▸ **DATA SHOWN**
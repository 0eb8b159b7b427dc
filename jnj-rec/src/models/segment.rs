//! Segment window model

use crate::error::{RecognitionError, RecognitionResult};
use jnj_common::time::{format_range, ms_to_seconds};
use serde::{Deserialize, Serialize};

/// Segment geometry in whole milliseconds
#[derive(Debug, Clone, Copy, PartialEq, Eq, Serialize, Deserialize)]
pub struct SegmentConfig {
    pub segment_length_ms: u64,
    pub overlap_ms: u64,
    /// A truncated final window shorter than this is dropped
    pub min_segment_ms: u64,
}

impl SegmentConfig {
    /// Distance between consecutive window starts
    pub fn stride_ms(&self) -> u64 {
        self.segment_length_ms.saturating_sub(self.overlap_ms)
    }

    pub fn validate(&self) -> RecognitionResult<()> {
        if self.segment_length_ms == 0 {
            return Err(RecognitionError::InvalidSegmentConfig(
                "segment length must be positive".to_string(),
            ));
        }
        if self.overlap_ms >= self.segment_length_ms {
            return Err(RecognitionError::InvalidSegmentConfig(format!(
                "overlap ({} ms) must be shorter than segment length ({} ms)",
                self.overlap_ms, self.segment_length_ms
            )));
        }
        Ok(())
    }
}

impl Default for SegmentConfig {
    fn default() -> Self {
        Self {
            segment_length_ms: 30_000,
            overlap_ms: 5_000,
            min_segment_ms: 5_000,
        }
    }
}

/// One time window of an audio track, `[start_ms, end_ms)`
#[derive(Debug, Clone, PartialEq, Eq, Hash, Serialize, Deserialize)]
pub struct Segment {
    pub track_id: String,
    /// Zero-based sequence index within the track
    pub index: usize,
    pub start_ms: u64,
    pub end_ms: u64,
}

impl Segment {
    pub fn duration_ms(&self) -> u64 {
        self.end_ms - self.start_ms
    }

    pub fn start_seconds(&self) -> f64 {
        ms_to_seconds(self.start_ms)
    }

    pub fn end_seconds(&self) -> f64 {
        ms_to_seconds(self.end_ms)
    }

    /// Human-readable `M:SS-M:SS` label for logs and exports
    pub fn label(&self) -> String {
        format_range(self.start_ms, self.end_ms)
    }
}

#[cfg(test)]
mod tests {
    use super::*;

    #[test]
    fn test_stride() {
        let config = SegmentConfig::default();
        assert_eq!(config.stride_ms(), 25_000);
        assert!(config.validate().is_ok());
    }

    #[test]
    fn test_zero_overlap_is_valid() {
        let config = SegmentConfig {
            segment_length_ms: 10_000,
            overlap_ms: 0,
            min_segment_ms: 0,
        };
        assert!(config.validate().is_ok());
        assert_eq!(config.stride_ms(), 10_000);
    }

    #[test]
    fn test_invalid_geometry() {
        let zero_length = SegmentConfig {
            segment_length_ms: 0,
            overlap_ms: 0,
            min_segment_ms: 0,
        };
        assert!(zero_length.validate().is_err());

        let overlap_too_long = SegmentConfig {
            segment_length_ms: 10_000,
            overlap_ms: 12_000,
            min_segment_ms: 0,
        };
        assert!(overlap_too_long.validate().is_err());
    }

    #[test]
    fn test_segment_accessors() {
        let segment = Segment {
            track_id: "video-1".to_string(),
            index: 1,
            start_ms: 25_000,
            end_ms: 55_000,
        };
        assert_eq!(segment.duration_ms(), 30_000);
        assert_eq!(segment.start_seconds(), 25.0);
        assert_eq!(segment.end_seconds(), 55.0);
        assert_eq!(segment.label(), "0:25-0:55");
    }
}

▸ **EXERCISE**
Check each line of the records for the word "index", and show the lines that contain it.

▸ **REPLY**
    /// Zero-based sequence index within the track
    pub index: usize,
            index: 1,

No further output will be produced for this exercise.